Pinoresinol-lariciresinol reductases, key to the lignan synthesis in plants.

Abstract

This paper provides an overview on activity, stereospecificity, expression and regulation of pinoresinol-lariciresinol reductases in plants. These enzymes are shared by the pathways to all 8-8' lignans derived from pinoresinol. Pinoresinol-lariciresinol reductases (PLR) are enzymes involved in the lignan biosynthesis after the initial dimerization of two monolignols. They catalyze two successive reduction steps leading to the production of lariciresinol or secoisolariciresinol from pinoresinol. Two secoisolariciresinol enantiomers can be synthetized with different fates. Depending on the plant species, these enantiomers are either final products (e.g., in the flaxseed where it is stored after glycosylation) or are the starting point for the synthesis of a wide range of lignans, among which the aryltetralin type lignans are used to semisynthesize anticancer drugs such as Etoposide®. Thus, the regulation of the gene expression of PLRs as well as the possible specificities of these reductases for one reduction step or one enantiomer are key factors to fine-tune the lignan synthesis.

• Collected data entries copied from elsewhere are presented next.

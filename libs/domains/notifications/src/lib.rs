//! Payment confirmation notifications.
//!
//! ```text
//! POST /api/send-payment-email
//!          │
//! ┌────────▼────────┐
//! │    handlers     │  ← validation, request deadline, status mapping
//! └────────┬────────┘
//! ┌────────▼────────┐
//! │ NotificationSvc │  ← renders the confirmation template
//! └────────┬────────┘
//! ┌────────▼────────┐
//! │   Orchestrator  │  ← retries transient failures, delivery deadline
//! └────────┬────────┘
//! ┌────────▼────────┐
//! │  EmailProvider  │  ← SMTP (lettre) or EmailJS (reqwest)
//! └─────────────────┘
//! ```
//!
//! # Usage
//!
//! ```rust,ignore
//! use core_config::FromEnv;
//! use domain_notifications::{
//!     DeliveryOrchestrator, DeliveryPolicy, NotificationService, TemplateEngine,
//!     TransportConfig, build_provider, handlers,
//! };
//!
//! let provider = build_provider(TransportConfig::from_env()?)?;
//! let orchestrator = DeliveryOrchestrator::new(provider, DeliveryPolicy::from_env()?);
//! let service = NotificationService::new(TemplateEngine::new()?, orchestrator);
//! let router = handlers::router(service, Duration::from_secs(30));
//! ```

pub mod config;
pub mod delivery;
pub mod error;
pub mod handlers;
pub mod models;
pub mod providers;
pub mod service;
pub mod templates;

pub use config::{EmailJsConfig, SmtpConfig, TransportConfig};
pub use delivery::{DeliveryOrchestrator, DeliveryPolicy};
pub use error::{NotificationError, NotificationResult, TransportError, TransportErrorKind};
pub use models::{
    DeliveryResult, PaymentNotification, SendPaymentEmailRequest, SendPaymentEmailResponse,
};
pub use providers::{
    EmailJsProvider, EmailProvider, OutgoingEmail, ScriptedEmailProvider, SentEmail, SmtpProvider,
    build_provider,
};
pub use service::NotificationService;
pub use templates::{RenderedEmail, TemplateEngine};
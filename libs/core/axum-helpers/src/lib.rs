//! # Axum Helpers
//!
//! Shared building blocks for the workspace's Axum services.
//!
//! - **[`server`]**: listener bootstrap, common layers, graceful shutdown
//! - **[`http`]**: HTTP middleware (CORS)
//! - **[`errors`]**: the JSON error envelope, error codes and the 404 fallback

pub mod errors;
pub mod http;
pub mod server;

pub use errors::{ErrorCode, ErrorResponse, handlers::not_found};
pub use http::create_permissive_cors_layer;
pub use server::{create_app, shutdown_signal, with_common_layers};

Results published in the last decade have shed light on the presence of more than one PLR in each plant and revealed various modes of action. Nevertheless, there are not many results published on the PLRs and most of them were obtained in a limited range of species. Indeed, a number of them deal with wild and cultivated flax belonging to the genus Linum. Despite the occurrence of lignans in bryophytes, pteridophytes and monocots, data on PLRs in these taxa are still missing and indeed the whole diversity of PLRs is still unknown. This review summarizes the data, published mainly in the last decade, on the PLR gene expression, enzymatic activity and biological function.